Os ingredientes do 1º de Maio de 2026: dívidas, ano eleitoral e desaprovação
Governo federal e Congresso Nacional voltam as atenções para os projetos que propõem o fim da escala 6x1. De um lado a indústria alega que a mudança pode gerar desemprego, do outro sindicatos afirmam que isso nunca aconteceu e outros países
Uma população endividada, um ano eleitoral e um governo em busca de elevar sua aprovação. Estes foram os ingredientes deste 1º de Maio — Dia do Trabalhador e da Trabalhadora — com o Executivo ainda sob o efeito das duas recentes derrotas no Congresso Nacional: a rejeição de Jorge Messias para o STF e a derrubada dos vetos ao projeto da Dosimetria Penal.
No Planalto, as atenções voltam-se agora ao debate sobre o fim da escala 6x1, na qual o empregado trabalha seis dias na semana e folga um. O presidente da Câmara dos Deputados, Hugo Motta, instalou na última quarta-feira (29) a comissão especial que discutirá os dois projetos em tramitação: um que propõe o fim imediato da jornada e outro que sugere uma transição escalonada.
Unidas contra o corte de 0,25 ponto percentual na taxa Selic, anunciado na semana passada, a CNI e a CUT voltaram a lados opostos.
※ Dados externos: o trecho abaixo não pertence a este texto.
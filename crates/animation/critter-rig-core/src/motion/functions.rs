//! Oscillator-style pose generators.
//!
//! Every function here adds to whatever the rig already holds this tick; none
//! of them replace a value (scale pulses multiply). They must run after
//! `Rig::reset_to_default_pose` within the same tick.

use std::f32::consts::PI;

use serde::{Deserialize, Serialize};

use crate::config::FaceTargetLimits;
use crate::ids::NodeId;
use crate::rig::Rig;

/// Rotation axis a generator writes to.
#[derive(Copy, Clone, Debug, PartialEq, Eq, Serialize, Deserialize)]
#[serde(rename_all = "snake_case")]
pub enum Axis {
    X,
    Y,
    Z,
}

impl Axis {
    #[inline]
    pub fn vector(self, v: f32) -> [f32; 3] {
        match self {
            Axis::X => [v, 0.0, 0.0],
            Axis::Y => [0.0, v, 0.0],
            Axis::Z => [0.0, 0.0, v],
        }
    }
}

/// Tunables of a single sinusoid.
#[derive(Copy, Clone, Debug, PartialEq, Serialize, Deserialize)]
pub struct Oscillator {
    /// Phase advance per unit of time.
    pub speed: f32,
    /// Amplitude in radians.
    pub degree: f32,
    /// Flip the sign (mirrored limb).
    #[serde(default)]
    pub invert: bool,
    /// Phase offset in radians.
    #[serde(default)]
    pub offset: f32,
}

impl Oscillator {
    pub const fn new(speed: f32, degree: f32) -> Self {
        Self {
            speed,
            degree,
            invert: false,
            offset: 0.0,
        }
    }

    pub const fn inverted(mut self, invert: bool) -> Self {
        self.invert = invert;
        self
    }

    pub const fn offset(mut self, offset: f32) -> Self {
        self.offset = offset;
        self
    }

    /// `±degree * amount * (sin(time * speed + offset) - sin(offset))`.
    ///
    /// Anchored at the phase offset so every oscillator is exactly zero at
    /// time 0, whatever its offset.
    #[inline]
    pub fn sample(&self, time: f32, amount: f32) -> f32 {
        let wave = (time * self.speed + self.offset).sin() - self.offset.sin();
        let v = wave * self.degree * amount;
        if self.invert {
            -v
        } else {
            v
        }
    }
}

/// Oscillate around an arbitrary axis.
pub fn oscillate(
    rig: &mut Rig,
    node: NodeId,
    axis: Axis,
    osc: Oscillator,
    time: f32,
    amount: f32,
) {
    let v = osc.sample(time, amount);
    rig.add_rotation(node, axis.vector(v));
}

/// Pitch (X) oscillation; alternating limb swing.
pub fn walk(rig: &mut Rig, node: NodeId, osc: Oscillator, time: f32, amount: f32) {
    oscillate(rig, node, Axis::X, osc, time, amount);
}

/// Yaw (Y) oscillation; lateral sway.
pub fn swing(rig: &mut Rig, node: NodeId, osc: Oscillator, time: f32, amount: f32) {
    oscillate(rig, node, Axis::Y, osc, time, amount);
}

/// Roll (Z) oscillation; thin flexible parts.
pub fn flap(rig: &mut Rig, node: NodeId, osc: Oscillator, time: f32, amount: f32) {
    oscillate(rig, node, Axis::Z, osc, time, amount);
}

/// Vertical pivot oscillation. With `bounce` the node only ever dips.
pub fn bob(
    rig: &mut Rig,
    node: NodeId,
    speed: f32,
    degree: f32,
    bounce: bool,
    time: f32,
    amount: f32,
) {
    let mut v = (time * speed).sin() * amount * degree;
    if bounce {
        v = -v.abs();
    }
    rig.add_translation(node, [0.0, v, 0.0]);
}

/// Phase step between neighbouring links of a chain.
#[inline]
pub fn chain_offset(root_offset: f32, len: usize) -> f32 {
    if len == 0 {
        return 0.0;
    }
    root_offset * PI / (2.0 * len as f32)
}

/// Traveling wave along an ordered chain: link `i` lags by `i * chain_offset`.
pub fn chain(
    rig: &mut Rig,
    nodes: &[NodeId],
    axis: Axis,
    osc: Oscillator,
    root_offset: f32,
    time: f32,
    amount: f32,
) {
    let step = chain_offset(root_offset, nodes.len());
    for (i, node) in nodes.iter().enumerate() {
        let link = osc.offset(osc.offset + step * i as f32);
        oscillate(rig, *node, axis, link, time, amount);
    }
}

pub fn chain_swing(
    rig: &mut Rig,
    nodes: &[NodeId],
    speed: f32,
    degree: f32,
    root_offset: f32,
    time: f32,
    amount: f32,
) {
    let osc = Oscillator::new(speed, degree);
    chain(rig, nodes, Axis::Y, osc, root_offset, time, amount);
}

pub fn chain_wave(
    rig: &mut Rig,
    nodes: &[NodeId],
    speed: f32,
    degree: f32,
    root_offset: f32,
    time: f32,
    amount: f32,
) {
    let osc = Oscillator::new(speed, degree);
    chain(rig, nodes, Axis::X, osc, root_offset, time, amount);
}

pub fn chain_flap(
    rig: &mut Rig,
    nodes: &[NodeId],
    speed: f32,
    degree: f32,
    root_offset: f32,
    time: f32,
    amount: f32,
) {
    let osc = Oscillator::new(speed, degree);
    chain(rig, nodes, Axis::Z, osc, root_offset, time, amount);
}

/// Turn a chain (e.g. neck then head) toward a look target given in degrees.
///
/// The angles are clamped to `limits`, divided by `divisor` and split evenly:
/// each of the `n` links receives `angle / (divisor * n)`.
pub fn face_target(
    rig: &mut Rig,
    yaw_degrees: f32,
    pitch_degrees: f32,
    divisor: f32,
    nodes: &[NodeId],
    limits: &FaceTargetLimits,
) {
    if nodes.is_empty() || divisor.is_nan() || divisor <= 0.0 {
        return;
    }
    let yaw = clamp_symmetric(yaw_degrees, limits.max_yaw_degrees);
    let pitch = clamp_symmetric(pitch_degrees, limits.max_pitch_degrees);
    let share = divisor * nodes.len() as f32;
    let yaw_each = yaw.to_radians() / share;
    let pitch_each = pitch.to_radians() / share;
    for node in nodes {
        rig.add_rotation(*node, [pitch_each, yaw_each, 0.0]);
    }
}

/// Limits that are not a finite non-negative bound leave the angle unclamped.
fn clamp_symmetric(v: f32, limit: f32) -> f32 {
    if limit.is_finite() && limit >= 0.0 {
        v.clamp(-limit, limit)
    } else {
        v
    }
}

/// Multiply a node's scale by `base + degree * sin(time * speed)`.
pub fn pulse_scale(rig: &mut Rig, node: NodeId, base: f32, speed: f32, degree: f32, time: f32) {
    let factor = base + (time * speed).sin() * degree;
    let s = rig.pose(node).scale;
    rig.set_scale(node, [s[0] * factor, s[1] * factor, s[2] * factor]);
}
No centro da guerra de narrativas, o desemprego: a indústria alerta para o risco à criação de vagas formais, enquanto a central sindical rebate com as experiências europeias, que não geraram arrefecimento do mercado de trabalho.
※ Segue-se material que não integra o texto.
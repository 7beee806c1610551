//! Procedural motion: stateless oscillators plus compiled per-creature programs.

pub mod functions;
pub mod program;

pub use functions::{
    bob, chain_flap, chain_swing, chain_wave, face_target, flap, pulse_scale, swing, walk, Axis,
    Oscillator,
};
pub use program::{CompiledMotion, MotionProgram, MotionStep, Phase};
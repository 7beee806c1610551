//! Node table of the feral ratlantean (128x64 texture sheet).

use critter_rig_core::{NodeDef, RigDefinition};

pub const RIG_NAME: &str = "feral_ratlantean";

pub const TAIL: [&str; 4] = ["tail1", "tail2", "tail3", "tail4"];

#[inline]
fn deg(d: f32) -> f32 {
    d.to_radians()
}

fn node(name: &str, parent: Option<&str>) -> NodeDef {
    NodeDef::new(name, parent)
}

/// Full rest-pose rig. Box origins, sizes and texel offsets are carried for
/// the renderer only.
pub fn rig_definition() -> RigDefinition {
    RigDefinition {
        name: RIG_NAME.to_string(),
        texture_size: [128, 64],
        nodes: vec![
            // Torso
            node("lower_body", None)
                .pivot(0.0, 12.3, 4.0)
                .rotation(deg(-5.0), 0.0, 0.0)
                .cuboid([-3.5, -4.0, -1.0], [7, 8, 10], [0, 0]),
            node("mid_body", Some("lower_body"))
                .pivot(0.0, 0.0, -1.0)
                .rotation(deg(10.0), 0.0, 0.0)
                .cuboid([-3.0, -3.0, -7.0], [6, 7, 8], [34, 0]),
            node("front_body", Some("mid_body"))
                .pivot(0.0, 0.0, -6.0)
                .rotation(deg(15.0), 0.0, 0.0)
                .cuboid([-3.5, -3.5, -7.0], [7, 7, 7], [15, 27]),
            // Front legs
            node("front_left_leg", Some("front_body"))
                .pivot(3.5, 2.0, -4.0)
                .rotation(deg(30.0), 0.0, 0.0)
                .cuboid([0.0, -1.0, -1.5], [2, 6, 3], [0, 0]),
            node("front_left_heel", Some("front_left_leg"))
                .pivot(1.0, 4.7, 1.0)
                .rotation(deg(-55.0), 0.0, 0.0)
                .cuboid([-0.5, 0.0, -2.0], [1, 6, 2], [34, 0]),
            node("front_left_foot", Some("front_left_heel"))
                .pivot(0.0, 5.1, -0.7)
                .rotation(deg(5.0), 0.0, 0.0)
                .cuboid([-1.0, 0.0, -5.0], [2, 1, 5], [0, 29]),
            node("front_right_leg", Some("front_body"))
                .pivot(-3.5, 2.0, -4.0)
                .rotation(deg(30.0), 0.0, 0.0)
                .cuboid([-2.0, -1.0, -1.5], [2, 6, 3], [0, 0]),
            node("front_right_heel", Some("front_right_leg"))
                .pivot(-1.0, 4.7, 1.0)
                .rotation(deg(-55.0), 0.0, 0.0)
                .cuboid([-0.5, 0.0, -2.0], [1, 6, 2], [34, 0]),
            node("front_right_foot", Some("front_right_heel"))
                .pivot(0.0, 5.1, -0.7)
                .rotation(deg(5.0), 0.0, 0.0)
                .cuboid([-1.0, 0.0, -5.0], [2, 1, 5], [0, 29]),
            // Neck and head
            node("neck", Some("front_body"))
                .pivot(0.0, -0.5, -7.0)
                .rotation(deg(-15.0), 0.0, 0.0)
                .cuboid([-2.0, -2.5, -4.0], [4, 5, 5], [43, 27]),
            node("head", Some("neck"))
                .pivot(0.0, 0.0, -2.5)
                .rotation(deg(-5.0), 0.0, 0.0)
                .cuboid([-3.0, -2.5, -6.0], [6, 5, 6], [37, 37]),
            node("mouth", Some("head"))
                .pivot(0.0, 1.5, -5.0)
                .cuboid([-1.5, 0.0, -5.7], [3, 1, 5], [13, 41]),
            node("ear_left", Some("head"))
                .pivot(2.5, -2.0, -2.0)
                .rotation(deg(45.0), deg(45.0), 0.0)
                .cuboid([0.0, 0.0, 0.0], [0, 3, 3], [71, -3]),
            node("ear_right", Some("head"))
                .pivot(-2.5, -2.0, -2.0)
                .rotation(deg(45.0), deg(-45.0), 0.0)
                .cuboid([0.0, 0.0, 0.0], [0, 3, 3], [71, -3]),
            node("snout_upper", Some("head"))
                .pivot(0.0, -1.3, -6.0)
                .cuboid([-2.0, 0.0, -5.0], [4, 3, 5], [0, 36]),
            node("nose", Some("snout_upper"))
                .pivot(0.0, 0.5, -4.0)
                .rotation(0.318_697_1, 0.0, 0.0)
                .cuboid([-1.0, -1.0, -2.0], [2, 2, 3], [36, 27]),
            node("teeth", Some("snout_upper"))
                .pivot(0.0, 3.0, 0.0)
                .scale(0.99)
                .cuboid([-2.0, -0.1, -5.0], [4, 2, 5], [24, 43]),
            node("whisker_left", Some("snout_upper"))
                .pivot(2.0, 1.0, -4.0)
                .rotation(0.0, deg(-50.0), 0.0)
                .mirrored()
                .cuboid([0.0, -2.0, 0.0], [4, 4, 0], [63, 0]),
            node("whisker_right", Some("snout_upper"))
                .pivot(-2.0, 1.0, -4.0)
                .rotation(0.0, deg(50.0), 0.0)
                .cuboid([-4.0, -2.0, 0.0], [4, 4, 0], [63, 0]),
            // Tatters hang off the torso and neck.
            node("tatters1", Some("mid_body"))
                .pivot(3.0, -1.0, -3.0)
                .rotation(0.0, 0.0, deg(-15.0))
                .cuboid([0.0, 0.0, -3.0], [0, 9, 6], [63, 0]),
            node("tatters2", Some("mid_body"))
                .pivot(-3.0, -3.0, -6.0)
                .rotation(0.0, 0.0, deg(30.0))
                .cuboid([0.0, 0.0, -3.0], [0, 8, 6], [76, 0]),
            node("tatters3", Some("lower_body"))
                .pivot(3.5, -4.0, 7.0)
                .rotation(0.0, 0.0, -0.910_538_3)
                .cuboid([0.0, 0.0, -3.0], [0, 9, 6], [102, 0]),
            node("tatters4", Some("neck"))
                .pivot(-2.0, -1.0, -1.0)
                .rotation(0.0, 0.0, deg(15.0))
                .cuboid([0.0, 0.0, -3.0], [0, 9, 6], [89, 0]),
            // Hind legs
            node("back_left_thigh", Some("lower_body"))
                .pivot(3.5, 0.0, 5.0)
                .rotation(deg(-45.0), 0.0, 0.0)
                .cuboid([0.0, -1.0, -2.0], [3, 8, 4], [30, 15]),
            node("back_left_leg", Some("back_left_thigh"))
                .pivot(1.2, 7.0, 1.5)
                .rotation(deg(130.0), 0.0, 0.0)
                .cuboid([-1.0, 0.0, 0.0], [2, 6, 2], [0, 18]),
            node("back_left_heel", Some("back_left_leg"))
                .pivot(0.0, 6.0, 0.2)
                .rotation(deg(-115.0), 0.0, 0.0)
                .cuboid([-0.5, 0.0, -2.0], [1, 6, 2], [0, 44]),
            node("back_left_foot", Some("back_left_heel"))
                .pivot(0.0, 5.1, -0.7)
                .rotation(deg(35.0), 0.0, 0.0)
                .mirrored()
                .cuboid([-1.0, 0.0, -5.0], [2, 1, 5], [1, 47]),
            node("back_right_thigh", Some("lower_body"))
                .pivot(-3.5, 0.0, 5.0)
                .rotation(deg(-45.0), 0.0, 0.0)
                .cuboid([-3.0, -1.0, -2.0], [3, 8, 4], [30, 15]),
            node("back_right_leg", Some("back_right_thigh"))
                .pivot(-1.2, 7.0, 1.5)
                .rotation(deg(130.0), 0.0, 0.0)
                .cuboid([-1.0, 0.0, 0.0], [2, 6, 2], [0, 18]),
            node("back_right_heel", Some("back_right_leg"))
                .pivot(0.0, 6.0, 0.2)
                .rotation(deg(-115.0), 0.0, 0.0)
                .cuboid([-0.5, 0.0, -2.0], [1, 6, 2], [0, 44]),
            node("back_right_foot", Some("back_right_heel"))
                .pivot(0.0, 5.1, -0.7)
                .rotation(deg(35.0), 0.0, 0.0)
                .cuboid([-1.0, 0.0, -5.0], [2, 1, 5], [1, 47]),
            // Tail
            node("tail1", Some("lower_body"))
                .pivot(0.0, -1.0, 8.0)
                .rotation(deg(-40.0), 0.0, 0.0)
                .cuboid([-1.5, -1.5, 0.0], [3, 3, 8], [0, 18]),
            node("tail2", Some("tail1"))
                .pivot(0.0, 0.1, 7.5)
                .rotation(deg(15.0), 0.0, 0.0)
                .cuboid([-1.0, -1.5, 0.0], [2, 3, 8], [15, 50]),
            node("tail3", Some("tail2"))
                .pivot(0.0, 0.0, 7.5)
                .rotation(deg(15.0), 0.0, 0.0)
                .scale(0.99)
                .cuboid([-1.0, -1.0, 0.0], [2, 2, 8], [0, 53]),
            node("tail4", Some("tail3"))
                .pivot(0.0, 0.0, 7.5)
                .rotation(deg(15.0), 0.0, 0.0)
                .scale(0.98)
                .cuboid([-1.0, -1.0, 0.0], [2, 2, 8], [0, 53]),
        ],
    }
}

#[cfg(test)]
mod tests {
    use super::*;
    use critter_rig_core::Skeleton;

    #[test]
    fn table_builds_a_single_tree() {
        let def = rig_definition();
        assert_eq!(def.nodes.len(), 35);
        let sk = Skeleton::from_definition(&def).unwrap();
        assert_eq!(sk.node(sk.root()).name, "lower_body");
        assert_eq!(sk.texture_size(), [128, 64]);
        for name in TAIL {
            assert!(sk.find(name).is_some(), "{name}");
        }
    }

    #[test]
    fn mirrored_parts_and_scales_survive() {
        let sk = Skeleton::from_definition(&rig_definition()).unwrap();
        let whisker = sk.node(sk.resolve("whisker_left").unwrap());
        assert!(whisker.mirror);
        assert_eq!(sk.node(sk.resolve("tail4").unwrap()).base_scale, [0.98; 3]);
        let ear = sk.node(sk.resolve("ear_left").unwrap());
        assert_eq!(ear.cuboid.as_ref().map(|c| c.texture_offset), Some([71, -3]));
    }
}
Dia das Mães: vendas devem recuar 1,25%
Segunda principal data para o varejo, o Dia das Mães deve registrar retração de 1,25% nas vendas este ano frente ao mesmo período de 2025. O dado é da Pesquisa Intenção de Compras, realizada pelo Hub de Dados da Fecomércio-PE. Na Região Metropolitana do Recife (RMR), a projeção é mais pessimista, com queda de 6,8%. O endividamento das famílias e a consequente restrição ao crédito são os principais inibidores do consumo.
Intenção de compra cai para 68,8%
O setor lojista está em alerta com os dados da Unifafire Inteligência de Mercado. A intenção de compra para o Dia das Mães recuou de 75,57% em 2025 para 68,84% neste ano. O setor de moda e vestuário continua no topo da lista de desejos (41,78%), seguido por produtos de beleza (22,38%). O tíquete médio previsto para os presentes varia entre R$ 50 e R$ 200. Apenas 20,63% dos entrevistados pretendem gastar acima de R$ 200.
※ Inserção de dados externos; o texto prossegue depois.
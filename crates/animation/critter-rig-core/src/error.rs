//! Error types for rig construction, clip authoring and per-tick updates.

use thiserror::Error;

use crate::ids::ClipId;

/// Problems found while building a skeleton or resolving node names against it.
#[derive(Debug, Clone, PartialEq, Error)]
pub enum RigError {
    #[error("rig definition has no nodes")]
    Empty,
    #[error("duplicate node name '{0}'")]
    DuplicateNode(String),
    #[error("node '{node}' references unknown parent '{parent}'")]
    UnknownParent { node: String, parent: String },
    #[error("rig has no root node")]
    NoRoot,
    #[error("rig has more than one root: '{first}' and '{second}'")]
    MultipleRoots { first: String, second: String },
    #[error("node '{0}' is part of a parent cycle")]
    Cycle(String),
    #[error("unknown node '{0}'")]
    UnknownNode(String),
    #[error("node '{node}' has a non-finite {field}")]
    NonFinite { node: String, field: &'static str },
}

/// Authoring errors for action clips. All of these are programmer errors and
/// surface when a clip is built or registered, never during playback.
#[derive(Debug, Clone, PartialEq, Error)]
pub enum ClipError {
    #[error("clip '{clip}': segment {segment} has zero duration")]
    ZeroDuration { clip: String, segment: usize },
    #[error("clip '{clip}': start_keyframe called inside an open keyframe")]
    NestedKeyframe { clip: String },
    #[error("clip '{clip}': end_keyframe called without start_keyframe")]
    UnopenedKeyframe { clip: String },
    #[error("clip '{clip}': keyframe left open at build")]
    UnclosedKeyframe { clip: String },
    #[error("clip '{clip}': transform op on '{node}' outside a keyframe")]
    OpOutsideKeyframe { clip: String, node: String },
    #[error("clip '{clip}': nothing may follow reset_keyframe")]
    AfterReset { clip: String },
    #[error("clip '{clip}': hold segment {segment} must not carry transform ops")]
    HoldWithOps { clip: String, segment: usize },
    #[error("clip '{clip}': op on '{node}' has a non-finite value")]
    NonFinite { clip: String, node: String },
    #[error("clip '{clip}' references unknown node '{node}'")]
    UnknownNode { clip: String, node: String },
    #[error("clip '{0}' is already registered")]
    DuplicateClip(String),
}

/// Errors surfaced to the caller of a per-tick update or a loader.
#[derive(Debug, Error)]
pub enum AnimError {
    #[error("non-finite input '{field}': {value}")]
    NonFiniteInput { field: &'static str, value: f32 },
    #[error("unknown clip id {0:?}")]
    UnknownClip(ClipId),
    #[error("invalid config: {0}")]
    InvalidConfig(String),
    #[error("parse error: {0}")]
    Parse(#[from] serde_json::Error),
    #[error(transparent)]
    Rig(#[from] RigError),
    #[error(transparent)]
    Clip(#[from] ClipError),
}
ARIES representa Recife em Brasília
A Agência Recife para Inovação e Estratégia (ARIES) participa, nos dias 7 e 8 de maio, do 3º Encontro Nacional do Programa Cidades Verdes e Resilientes (PCVR), em Brasília. A analista Dayse Vital representará a instituição na agenda focada em estratégias climáticas urbanas.
WTC promove encontro imobiliário no Recife
O ecossistema global de negócios World Trade Center (WTC) reúne executivos no Recife para debater o mercado imobiliário do Nordeste. O evento discutirá oportunidades de negócios, fluxo de investimentos estrangeiros e o papel do segmento para o desenvolvimento econômico regional.